2. A referência a um acontecimento externo tem apenas em vista excluir do âmbito dos acidentes de trabalho situações em que a lesão que provocou a incapacidade ou morte não se relaciona com a actividade desenvolvida sob a autoridade de outrem.
3. No caso, a lesão, causa da dor do sinistrado, ocorreu quando este exercia as suas funções ao serviço da entidade empregadora, pelo que existe uma relação directa entre aquela lesão e o desenvolvimento da sua actividade profissional e tendo ocorrido no tempo e no local de trabalho presume-se consequência de acidente, face ao disposto art.º10 da Lei 98/2009, de 4 de Setembro.
(Elaborado pela Relatora)
Decisão Texto Parcial:
Decisão Texto Integral: Acordam no Tribunal da Relação de Lisboa

AA (…), demandou as RR. BB - Companhia de Seguros, S.A., (…) e CC — Companhia de Seguros, S.A., (…).
Pediu a condenação das RR. a pagarem-lhe a quantia de € 30,00, a título de despesas de transporte, a quantia de € 472,51 a título de indemnização por período de ITA e pensão anual e vitalícia.
Alegou que sofreu um acidente de trabalho, quando auferia a retribuição anual de € 13.500,20, sendo que a sua entidade patronal havia transferido para a RR., em regime de co-seguro, a responsabilidade civil decorrente de acidente de trabalho. Despendeu a quantia de € 30,00 em transportes, que teve incapacidade temporária para o trabalho e que ficou a padecer de incapacidade permanente. Com tais fundamentos, requereu a condenação das RR. a pagarem-lhe a referida quantia de € 30,00, a quantia de € 472,51 a título de indemnização por período de ITA e pensão anual e vitalícia.
Devidamente notificado para o efeito, o I.S.S. alegou que, na sequência do acidente em apreço nestes autos, pagou ao sinistrado, a título de subsídio de doença, a quantia de € 162,36, pedindo a condenação das RR. no reembolso de tal quantia, acrescida de juros de mora.
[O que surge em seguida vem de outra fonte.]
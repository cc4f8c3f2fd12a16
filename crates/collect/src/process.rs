//! Subprocess runner shared by the collectors

use crate::error::{CollectError, Result};
use std::io;
use std::path::Path;
use std::process::Stdio;
use tokio::process::Command;
use tracing::{debug, trace};

/// Run `program args...` in `cwd` and return its stdout.
///
/// The child is killed if the returned future is dropped, so an abandoned
/// fetch never leaves a process behind.
pub async fn run_command(program: &str, args: &[&str], cwd: &Path) -> Result<String> {
    let command = describe(program, args);
    trace!(command = %command, cwd = %cwd.display(), "spawning");

    let output = Command::new(program)
        .args(args)
        .current_dir(cwd)
        .stdin(Stdio::null())
        .kill_on_drop(true)
        .output()
        .await
        .map_err(|source| match source.kind() {
            io::ErrorKind::NotFound if cwd.is_dir() => CollectError::ToolMissing {
                program: program.to_string(),
            },
            _ => CollectError::Spawn {
                command: command.clone(),
                source: source.into(),
            },
        })?;

    if !output.status.success() {
        let stderr = String::from_utf8_lossy(&output.stderr).trim().to_string();
        debug!(command = %command, code = ?output.status.code(), "command failed");
        return Err(CollectError::CommandFailed {
            command,
            code: output.status.code(),
            stderr,
        });
    }

    Ok(String::from_utf8_lossy(&output.stdout).into_owned())
}

/// Human-readable command line for errors and logs
pub(crate) fn describe(program: &str, args: &[&str]) -> String {
    std::iter::once(program)
        .chain(args.iter().copied())
        .collect::<Vec<_>>()
        .join(" ")
}
//! Bounded concurrency for expensive async work
//!
//! At most `concurrency` tasks run at once. Callers arriving while every slot
//! is taken wait in a FIFO queue; when a running task settles its slot is
//! handed straight to the head of the queue, so `active_count` never dips
//! between one task finishing and the next one starting.

use parking_lot::Mutex;
use std::collections::VecDeque;
use std::future::Future;
use std::sync::Arc;
use tokio::sync::oneshot;
use tracing::trace;

/// Concurrency limiter with a strict FIFO wait queue
///
/// Cloning is cheap and yields a handle to the same pool.
#[derive(Clone)]
pub struct ConcurrencyPool {
    inner: Arc<PoolInner>,
}

struct PoolInner {
    /// Maximum number of simultaneously running tasks (always >= 1)
    concurrency: usize,
    state: Mutex<PoolState>,
}

#[derive(Default)]
struct PoolState {
    /// Tasks currently holding a slot
    active: usize,
    /// Callers waiting for a slot, oldest first
    queue: VecDeque<Waiter>,
    /// Ticket counter used to find a waiter again on cancellation
    next_ticket: u64,
}

struct Waiter {
    ticket: u64,
    wake: oneshot::Sender<()>,
}

impl PoolState {
    /// Give up one slot: hand it to the oldest live waiter, or free it.
    fn release(&mut self) {
        while let Some(waiter) = self.queue.pop_front() {
            if waiter.wake.send(()).is_ok() {
                trace!(ticket = waiter.ticket, "slot handed to queued task");
                return;
            }
        }
        self.active -= 1;
    }
}

impl ConcurrencyPool {
    /// Create a pool running at most `concurrency` tasks at once.
    ///
    /// A limit of zero is treated as one.
    pub fn new(concurrency: usize) -> Self {
        Self {
            inner: Arc::new(PoolInner {
                concurrency: concurrency.max(1),
                state: Mutex::new(PoolState::default()),
            }),
        }
    }

    /// Run `task` once a slot is available and return its output.
    ///
    /// The slot is released when the task settles, whatever its outcome.
    /// A failing task only affects its own caller. Dropping the returned
    /// future while it is still queued removes it from the queue.
    pub async fn run<F, Fut>(&self, task: F) -> Fut::Output
    where
        F: FnOnce() -> Fut,
        Fut: Future,
    {
        let _slot = self.acquire().await;
        task().await
    }

    /// Number of tasks currently holding a slot
    pub fn active_count(&self) -> usize {
        self.inner.state.lock().active
    }

    /// Number of callers waiting for a slot
    pub fn queue_length(&self) -> usize {
        self.inner.state.lock().queue.len()
    }

    /// Configured concurrency limit
    pub fn concurrency(&self) -> usize {
        self.inner.concurrency
    }

    async fn acquire(&self) -> Slot {
        let mut pending = {
            let mut state = self.inner.state.lock();
            if state.active < self.inner.concurrency {
                state.active += 1;
                return Slot {
                    pool: Arc::clone(&self.inner),
                };
            }

            let ticket = state.next_ticket;
            state.next_ticket += 1;
            let (wake, granted) = oneshot::channel();
            state.queue.push_back(Waiter { ticket, wake });
            trace!(ticket, queued = state.queue.len(), "pool full, task queued");

            Pending {
                pool: Arc::clone(&self.inner),
                ticket,
                granted,
                done: false,
            }
        };

        // The sender is only consumed by `release`, which sends before dropping it
        let _ = (&mut pending.granted).await;
        pending.into_slot()
    }
}

/// A held slot; releasing happens on drop
struct Slot {
    pool: Arc<PoolInner>,
}

impl Drop for Slot {
    fn drop(&mut self) {
        self.pool.state.lock().release();
    }
}

/// A queued caller that has not yet taken up its slot
struct Pending {
    pool: Arc<PoolInner>,
    ticket: u64,
    granted: oneshot::Receiver<()>,
    done: bool,
}

impl Pending {
    fn into_slot(mut self) -> Slot {
        self.done = true;
        Slot {
            pool: Arc::clone(&self.pool),
        }
    }
}

impl Drop for Pending {
    fn drop(&mut self) {
        if self.done {
            return;
        }

        // Dropped before taking up the slot. Either still queued, or a slot
        // was already handed over and has to be passed on.
        let mut state = self.pool.state.lock();
        if let Some(pos) = state.queue.iter().position(|w| w.ticket == self.ticket) {
            state.queue.remove(pos);
            trace!(ticket = self.ticket, "queued task cancelled");
        } else {
            state.release();
        }
    }
}
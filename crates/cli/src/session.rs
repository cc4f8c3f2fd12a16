//! Dashboard session: every data source behind one handle
//!
//! Each source is a [`CachedSource`] (TTL cache + single-flight) and all of
//! them share one [`ConcurrencyPool`], so the number of `git`/`gh` processes
//! running at once is bounded no matter how many repositories are shown.

use crate::system_config::{FetchConfig, SystemConfig};
use collect::{CollectError, Collector, GitStatusCollector, PullRequest, RepoStatus, ReviewCollector};
use futures::future::join_all;
use std::path::{Path, PathBuf};
use std::sync::Arc;
use tracing::debug;
use vigil_core::{CachedSource, ConcurrencyPool};

pub type StatusResult = Result<RepoStatus, CollectError>;
pub type ReviewResult = Result<Vec<PullRequest>, CollectError>;

type StatusCollector = Arc<dyn Collector<Output = RepoStatus>>;
type ReviewsCollector = Arc<dyn Collector<Output = Vec<PullRequest>>>;

/// Status of one repository in a snapshot
#[derive(Debug, Clone)]
pub struct RepoReport {
    pub path: PathBuf,
    pub status: StatusResult,
}

impl RepoReport {
    pub fn is_available(&self) -> bool {
        self.status.is_ok()
    }
}

/// Shared fetch state for a set of repositories
#[derive(Clone)]
pub struct Session {
    repos: Arc<Vec<PathBuf>>,
    pool: ConcurrencyPool,
    status: CachedSource<PathBuf, RepoStatus, CollectError>,
    reviews: CachedSource<PathBuf, Vec<PullRequest>, CollectError>,
    status_collector: StatusCollector,
    review_collector: Option<ReviewsCollector>,
}

impl Session {
    /// Session backed by `git` and (when enabled) `gh`.
    pub fn new(config: &SystemConfig, repos: Vec<PathBuf>) -> Self {
        let reviews = config
            .review
            .enabled
            .then(|| Arc::new(ReviewCollector::new(config.review.limit)) as ReviewsCollector);

        Self::with_collectors(
            &config.fetch,
            repos,
            Arc::new(GitStatusCollector::new()),
            reviews,
        )
    }

    pub fn with_collectors(
        fetch: &FetchConfig,
        repos: Vec<PathBuf>,
        status_collector: StatusCollector,
        review_collector: Option<ReviewsCollector>,
    ) -> Self {
        let pool = ConcurrencyPool::new(fetch.subprocess_concurrency);
        Self {
            repos: Arc::new(repos),
            status: CachedSource::new(
                status_collector.name(),
                fetch.status_ttl(),
                Some(pool.clone()),
            ),
            reviews: CachedSource::new(
                review_collector.as_ref().map_or("reviews", |c| c.name()),
                fetch.review_ttl(),
                Some(pool.clone()),
            ),
            pool,
            status_collector,
            review_collector,
        }
    }

    pub fn repos(&self) -> &[PathBuf] {
        &self.repos
    }

    pub fn repo(&self, index: usize) -> Option<&Path> {
        self.repos.get(index).map(PathBuf::as_path)
    }

    pub fn index_of(&self, repo: &Path) -> Option<usize> {
        self.repos.iter().position(|r| r == repo)
    }

    pub fn pool(&self) -> &ConcurrencyPool {
        &self.pool
    }

    /// Working-tree status, from cache when fresh.
    pub async fn status(&self, repo: &Path) -> StatusResult {
        let collector = Arc::clone(&self.status_collector);
        let path = repo.to_path_buf();
        self.status
            .fetch(repo.to_path_buf(), move || async move {
                collector.collect(&path).await
            })
            .await
    }

    /// Working-tree status read fresh from disk.
    pub async fn refresh_status(&self, repo: &Path) -> StatusResult {
        self.status.invalidate(&repo.to_path_buf());
        self.status(repo).await
    }

    /// Cached status without fetching
    pub fn cached_status(&self, repo: &Path) -> Option<RepoStatus> {
        self.status.peek(&repo.to_path_buf())
    }

    pub fn reviews_enabled(&self) -> bool {
        self.review_collector.is_some()
    }

    /// Open pull requests; `None` when review collection is disabled.
    pub async fn reviews(&self, repo: &Path) -> Option<ReviewResult> {
        let collector = Arc::clone(self.review_collector.as_ref()?);
        let path = repo.to_path_buf();
        let result = self
            .reviews
            .fetch(repo.to_path_buf(), move || async move {
                collector.collect(&path).await
            })
            .await;
        Some(result)
    }

    /// Status of every repository, fetched concurrently.
    ///
    /// Failures are reported per repository; one failure never hides the
    /// others.
    pub async fn snapshot(&self) -> Vec<RepoReport> {
        let reports = join_all(self.repos.iter().map(|repo| async move {
            RepoReport {
                path: repo.clone(),
                status: self.status(repo).await,
            }
        }))
        .await;

        let unavailable = reports.iter().filter(|r| !r.is_available()).count();
        debug!(repos = reports.len(), unavailable, "snapshot complete");
        reports
    }

    /// Drop every cached value, then take a fresh snapshot.
    pub async fn refresh_all(&self) -> Vec<RepoReport> {
        self.status.clear();
        self.reviews.clear();
        self.snapshot().await
    }
}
As RR. alegam não estar descrito o que causou a dor a que o A. se refere, pelo que a situação não pode ser caracterizada como de acidente de trabalho e, com tais fundamentos, requereu a sua absolvição.

No apenso de fixação de incapacidade, foi decidido que o sinistrado está afectado de uma IPP de 4,5 ( 3%x0,5), decorrente do acidente participado nos autos.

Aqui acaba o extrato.